Ketones are less reactive than aldehydes because

To understand why ketones are less reactive than aldehydes, we can break down the explanation into several steps: ### Step-by-Step Solution 1. **Understanding the Structure of Aldehydes and Ketones**: - Aldehydes have the general structure RCHO, where R can be a hydrogen atom or an alkyl group. - Ketones have the general structure R2C=O, where R represents alkyl groups. 2. **Electronegativity and Carbonyl Group**: - In both aldehydes and ketones, the carbonyl group (C=O) is polar due to the electronegativity of oxygen, which creates a partial positive charge on the carbon atom (the carbonyl carbon) and a partial negative charge on the oxygen atom. 3. **Nucleophilic Attack**: - Nucleophiles are electron-rich species that are attracted to the electron-deficient carbonyl carbon.
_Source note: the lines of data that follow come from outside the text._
use super::RegimeContext;
use super::consumption::revenue_taxes;
use crate::TaxLineItem;
use crate::calculations::{IncomeBase, IncomeTaxCalculator};

/// Revenue taxes for the epoch (credits netted), then income taxes on
/// revenue minus costs minus the gross revenue-tax debits.
pub(super) fn line_items(ctx: &RegimeContext<'_>) -> Vec<TaxLineItem> {
    let rates = &ctx.config.rates;
    let revenue_taxes = revenue_taxes(ctx);

    let base = IncomeBase::actual_profit(
        ctx.request.revenue,
        ctx.request.normalized_cost(),
        revenue_taxes.debits,
        rates,
    );

    let mut items = revenue_taxes.items;
    items.extend(IncomeTaxCalculator::new(rates).items(&base, ctx.incentive_applies()));
    items
}

#[cfg(test)]
mod tests {
    use pretty_assertions::assert_eq;
    use rust_decimal::Decimal;
    use rust_decimal_macros::dec;

    use super::*;
    use crate::calculations::Epoch;
    use crate::{
        ActivityClassification, BracketTable, EngineConfig, LineCategory, RatioRouting,
        ReferenceData, Regime, TaxCalculationRequest,
    };

    fn reference() -> ReferenceData {
        ReferenceData::new(
            Vec::<ActivityClassification>::new(),
            Vec::<BracketTable>::new(),
            RatioRouting {
                high_ratio_table_id: "III".to_string(),
                low_ratio_table_id: "V".to_string(),
            },
        )
    }

    fn request(year: i32) -> TaxCalculationRequest {
        TaxCalculationRequest::new(year, Regime::ActualProfit, dec!(100000), "6201-5/01")
            .with_cost(dec!(50000))
            .with_credit_generating_costs(dec!(30000))
    }

    fn values(items: &[TaxLineItem]) -> Vec<(&str, Decimal)> {
        items.iter().map(|i| (i.name.as_str(), i.value)).collect()
    }

    #[test]
    fn legacy_actual_profit_nets_credits_and_deducts_debits() {
        let config = EngineConfig::default();
        let data = reference();
        let request = request(2025);
        let ctx = RegimeContext {
            request: &request,
            epoch: Epoch::Legacy,
            config: &config,
            reference: &data,
        };

        let items = line_items(&ctx);

        // Base: 100000 − 50000 − (1650 + 7600 + 2000) = 38750
        assert_eq!(
            values(&items),
            vec![
                ("Consumption Tax A", dec!(1155.00)),
                ("Consumption Tax B", dec!(5320.00)),
                ("Service Tax", dec!(2000.00)),
                ("Corporate Income Tax", dec!(5812.50)),
                ("Corporate Income Surtax", dec!(1875.00)),
                ("Social Contribution Tax", dec!(3487.50)),
            ]
        );
    }

    #[test]
    fn incentive_applies_only_before_reform() {
        let config = EngineConfig::default();
        let data = reference();
        let legacy = request(2025).with_incentive(true);
        let hybrid = request(2027).with_incentive(true);

        let legacy_items = line_items(&RegimeContext {
            request: &legacy,
            epoch: Epoch::Legacy,
            config: &config,
            reference: &data,
        });
        let hybrid_items = line_items(&RegimeContext {
            request: &hybrid,
            epoch: Epoch::Hybrid,
            config: &config,
            reference: &data,
        });

        let corporate = |items: &[TaxLineItem]| {
            items
                .iter()
                .find(|i| i.name == "Corporate Income Tax")
                .map(|i| i.rate.clone())
                .unwrap()
        };
        assert_eq!(corporate(&legacy_items).as_deref(), Some("14.4%"));
        assert_eq!(corporate(&hybrid_items).as_deref(), Some("15%"));
    }

    #[test]
    fn hybrid_replaces_federal_pair_with_unified_tax() {
        let config = EngineConfig::default();
        let data = reference();
        let request = request(2027);
        let ctx = RegimeContext {
            request: &request,
            epoch: Epoch::Hybrid,
            config: &config,
            reference: &data,
        };

        let items = line_items(&ctx);

        // Unified: 8800 − 2640 = 6160; base: 100000 − 50000 − (8800 + 2000) = 39200
        assert_eq!(
            values(&items)[..2].to_vec(),
            vec![("Unified Federal Tax", dec!(6160.00)), ("Service Tax", dec!(2000.00))]
        );
        assert_eq!(items[2].value, dec!(5880.00));
        assert!(items.iter().all(|i| i.name != "Consumption Tax A"));
    }

    #[test]
    fn transition_blends_service_and_subnational_taxes() {
        let config = EngineConfig::default();
        let data = reference();
        let request = request(2029);
        let ctx = RegimeContext {
            request: &request,
            epoch: Epoch::Transition {
                proportion: dec!(0.25),
            },
            config: &config,
            reference: &data,
        };

        let items = line_items(&ctx);

        assert_eq!(
            values(&items)[..3].to_vec(),
            vec![
                ("Unified Federal Tax", dec!(6160.00)),
                ("Service Tax (75%)", dec!(1500.00)),
                // (17700 − 5310) × 25%
                ("Unified Subnational Tax (25%)", dec!(3097.50)),
            ]
        );
    }

    #[test]
    fn full_reform_reports_leftover_credit_as_informational() {
        let config = EngineConfig::default();
        let data = reference();
        let request = TaxCalculationRequest::new(2033, Regime::ActualProfit, dec!(10000), "6201-5/01")
            .with_cost(dec!(2000))
            .with_credit_generating_costs(dec!(15000));
        let ctx = RegimeContext {
            request: &request,
            epoch: Epoch::FullReform,
            config: &config,
            reference: &data,
        };

        let items = line_items(&ctx);

        assert_eq!(
            values(&items)[..4].to_vec(),
            vec![
                ("Unified Federal Tax", dec!(0)),
                ("Unified Federal Tax Credit Balance", dec!(440.00)),
                ("Unified Subnational Tax", dec!(0)),
                ("Unified Subnational Tax Credit Balance", dec!(885.00)),
            ]
        );
        assert_eq!(items[1].category, LineCategory::Informational);
        assert!(items.iter().all(|i| !i.name.starts_with("Service Tax")));
    }
}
The reactivity of carbonyl compounds in nucleophilic addition reactions depends on how electron-deficient the carbonyl carbon is. 4. **Effect of Alkyl Groups**: - In ketones, the carbonyl carbon is bonded to two alkyl groups, which can donate electron density through the +I (inductive) effect. This electron donation reduces the electron deficiency of the carbonyl carbon, making it less reactive towards nucleophiles. - In contrast, aldehydes have one hydrogen atom attached to the carbonyl carbon, which does not donate electron density as effectively as alkyl groups. Therefore, the carbonyl carbon in aldehydes is more electron-deficient and more reactive. 5. **Steric Hindrance**: - Ketones have larger alkyl groups on both sides of the carbonyl carbon, which can create steric hindrance. This steric hindrance makes it more difficult for nucleophiles to approach and attack the carbonyl carbon compared to aldehydes, which have only one bulky group (the alkyl group) and one smaller hydrogen atom. 6. **Conclusion**: - Combining the effects of electron donation from alkyl groups and steric hindrance, we conclude that ketones are less reactive than aldehydes due to: - Greater electron donation from two alkyl groups in ketones, reducing the electron deficiency of the carbonyl carbon. - Increased steric hindrance in ketones, making nucleophilic attack less favorable.